Notes: Summary statistics and pairwise correlations for the firm failure data set. Data used in constructing the point cloud includes the 3 month treasury bill rate, 10 year constant maturity treasury bond rate and the first differences thereof. We denote these variables as 3M, 10Y, $\Delta$ 3M and $\Delta$ Y10. Further use is made of the term spread (term), the dividends to price (DP) and earnings to price (EP) ratios and the volatility (Vol) of the market returns. Panel (a) reports the mean, standard deviation, minimum and maximum for each variable. Panel (b) provides the pairwise correlations between the variables. $n=693$

Summary statistics in Table 11 help understand the data that we are considering here. Panel (a) gives the mean, variance and range information for each of the variables. Meanwhile panel (b) shows that the correlations between some of the variables in the cloud is high. Dividends to price and earnings to price are correlated at 0.882, whilst the three month and ten year interest rates have a correlation of 0.923. Such high correlation is problematic for the inclusion of all variables within a regression model but does not create a challenge for BM. These high correlations are similar to those for the five part artificial cloud considered earlier. We may take differences in mean value and ranges from panel (a) of Table 11 that make it optimal to first normalise the data before applying the BM algorithm.

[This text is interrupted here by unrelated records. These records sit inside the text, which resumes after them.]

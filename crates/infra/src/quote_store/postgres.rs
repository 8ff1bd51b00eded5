use async_trait::async_trait;
use sqlx::postgres::PgRow;
use sqlx::{PgPool, Row};
use tracing::instrument;
use uuid::Uuid;

use roofline_catalog::SolutionId;
use roofline_core::{Money, QuoteId, RoofArea};
use roofline_quotes::QuoteLead;

use super::{QuoteStore, QuoteStoreError};
use crate::db::is_unavailable;

const UNIQUE_VIOLATION: &str = "23505";

const LEAD_COLUMNS: &str = "id, customer_name, phone, city, solution_id, solution_title, \
                            area, total_cash, total_installments, created_at";

#[derive(Debug, Clone)]
pub struct PostgresQuoteStore {
    pool: PgPool,
}

impl PostgresQuoteStore {
    pub fn new(pool: PgPool) -> Self {
        Self { pool }
    }
}

fn map_sqlx_error(err: sqlx::Error) -> QuoteStoreError {
    match err {
        ref e if is_unavailable(e) => QuoteStoreError::Unavailable(e.to_string()),
        e @ (sqlx::Error::ColumnDecode { .. } | sqlx::Error::ColumnNotFound(_)) => {
            QuoteStoreError::Decode(e.to_string())
        }
        e => QuoteStoreError::Query(e.to_string()),
    }
}

fn to_db_total(total: Money) -> Result<i64, QuoteStoreError> {
    i64::try_from(total.units())
        .map_err(|_| QuoteStoreError::Query(format!("total {} exceeds BIGINT", total.units())))
}

fn from_db_total(raw: i64) -> Result<Money, QuoteStoreError> {
    u64::try_from(raw)
        .map(Money::new)
        .map_err(|_| QuoteStoreError::Decode(format!("negative total {raw}")))
}

fn lead_from_row(row: &PgRow) -> Result<QuoteLead, QuoteStoreError> {
    let id: Uuid = row.try_get("id").map_err(map_sqlx_error)?;
    let solution_id: String = row.try_get("solution_id").map_err(map_sqlx_error)?;
    let area: f64 = row.try_get("area").map_err(map_sqlx_error)?;
    let total_cash: i64 = row.try_get("total_cash").map_err(map_sqlx_error)?;
    let total_installments: i64 = row.try_get("total_installments").map_err(map_sqlx_error)?;

    Ok(QuoteLead {
        id: QuoteId::from_uuid(id),
        customer_name: row.try_get("customer_name").map_err(map_sqlx_error)?,
        phone: row.try_get("phone").map_err(map_sqlx_error)?,
        city: row.try_get("city").map_err(map_sqlx_error)?,
        solution_id: SolutionId::parse(&solution_id)
            .map_err(|e| QuoteStoreError::Decode(e.to_string()))?,
        solution_title: row.try_get("solution_title").map_err(map_sqlx_error)?,
        area: RoofArea::new(area).map_err(|e| QuoteStoreError::Decode(e.to_string()))?,
        total_cash: from_db_total(total_cash)?,
        total_installments: from_db_total(total_installments)?,
        created_at: row.try_get("created_at").map_err(map_sqlx_error)?,
    })
}

#[async_trait]
impl QuoteStore for PostgresQuoteStore {
    #[instrument(skip(self, lead), fields(quote_id = %lead.id), err)]
    async fn append(&self, lead: &QuoteLead) -> Result<(), QuoteStoreError> {
        let result = sqlx::query(
            r#"
            INSERT INTO quote_leads (
                id, customer_name, phone, city, solution_id, solution_title,
                area, total_cash, total_installments, created_at
            )
            VALUES ($1, $2, $3, $4, $5, $6, $7, $8, $9, $10)
            "#,
        )
        .bind(*lead.id.as_uuid())
        .bind(&lead.customer_name)
        .bind(&lead.phone)
        .bind(&lead.city)
        .bind(lead.solution_id.as_str())
        .bind(&lead.solution_title)
        .bind(lead.area.square_meters())
        .bind(to_db_total(lead.total_cash)?)
        .bind(to_db_total(lead.total_installments)?)
        .bind(lead.created_at)
        .execute(&self.pool)
        .await;

        match result {
            Ok(_) => Ok(()),
            Err(sqlx::Error::Database(db)) if db.code().as_deref() == Some(UNIQUE_VIOLATION) => {
                Err(QuoteStoreError::Duplicate(lead.id))
            }
            Err(e) => Err(map_sqlx_error(e)),
        }
    }

    #[instrument(skip(self), err)]
    async fn recent(&self, limit: usize) -> Result<Vec<QuoteLead>, QuoteStoreError> {
        let sql = format!(
            "SELECT {LEAD_COLUMNS} FROM quote_leads ORDER BY created_at DESC, id DESC LIMIT $1"
        );
        let rows = sqlx::query(&sql)
            .bind(i64::try_from(limit).unwrap_or(i64::MAX))
            .fetch_all(&self.pool)
            .await
            .map_err(map_sqlx_error)?;

        rows.iter().map(lead_from_row).collect()
    }

    #[instrument(skip(self, id), fields(quote_id = %id), err)]
    async fn get(&self, id: &QuoteId) -> Result<Option<QuoteLead>, QuoteStoreError> {
        let sql = format!("SELECT {LEAD_COLUMNS} FROM quote_leads WHERE id = $1");
        let row = sqlx::query(&sql)
            .bind(*id.as_uuid())
            .fetch_optional(&self.pool)
            .await
            .map_err(map_sqlx_error)?;

        row.as_ref().map(lead_from_row).transpose()
    }
}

Table 12: Stock Direction Forecasting: Summary

Radius ( $\epsilon$ )	Balls	$\Delta$ Size	$\Delta$ Col	Zero	Con
0.1	254.6	32.7	1	126.8	1.21
	(3.67)	(1.74)	(0)	(3.12)	(0.06)
0.2	87.51	84.66	1	28.34	2.47
	(2.65)	(8.91)	(0)	(1.2)	(0.19)
0.4	23.32	317.73	1	4.24	2.36
	(1.68)	(41.33)	(0)	(0.45)	(0.29)
0.5	15.27	434.18	1	2.17	2.30
	(1.33)	(54.88)	(0)	(0.38)	(0.29)
0.8	5.62	594.7	0.27	0	1.39
	(0.75)	(39.95)	(0.07)	(0.00)	(0.22)

Notes: Axes reports the number of axes which define the point cloud, Balls is the total number of balls within the BM graph, $\Delta$ Size is the difference in size between the smallest and largest ball, $\Delta$ Col is the difference between the highest and lowest colouration value for any ball within the graph, Zero is the number of balls for which there is no connectivity to any other ball and Con. is the average number of connections per ball amongst those balls that have at least one connection. All figures are the means from the 10000 repetitions at each point number, with figures in parentheses being the standard deviation across all values within the 10000 repetitions. The data cloud follows the discussion in Nyberg, (2011) and Nyberg, (2013) and makes use of the 3 month treasury bill rate, 10 year constant maturity treasury bond rate and the first differences thereof. Further use is made of the term spread, the dividends to price and earnings to price ratios and the volatility of the market returns.

BM is run on the normalised data for intervals of $\epsilon$ of 0.05 over the range 0.1 to 0.8. For each radius 10000 BM graphs are constructed and the summary statistics reported in Table 12. Measures are those developed in Section 5. As in all other cases the increasing of the radius causes a reduction in the number of balls and an increase in the size of balls. In Table 12 we note an increase in the difference between the largest and smallest ball as captured in $\Delta$ Size. A positive excess return to the S&P 500 index is a binary variable and therefore a ball with all increases has a colouration of 1 and a ball with only decreases has a colouration of 0. As the radius increases the difference between the highest and lowest colouration moves from close to 1 to much closer to 0. This may be seen in the move from $\epsilon=0.5$ to $\epsilon=0.8$ . Intuitively the number of disconnected balls falls again. Because the number of balls is falling we see a reduction in the average number of connections per connected ball.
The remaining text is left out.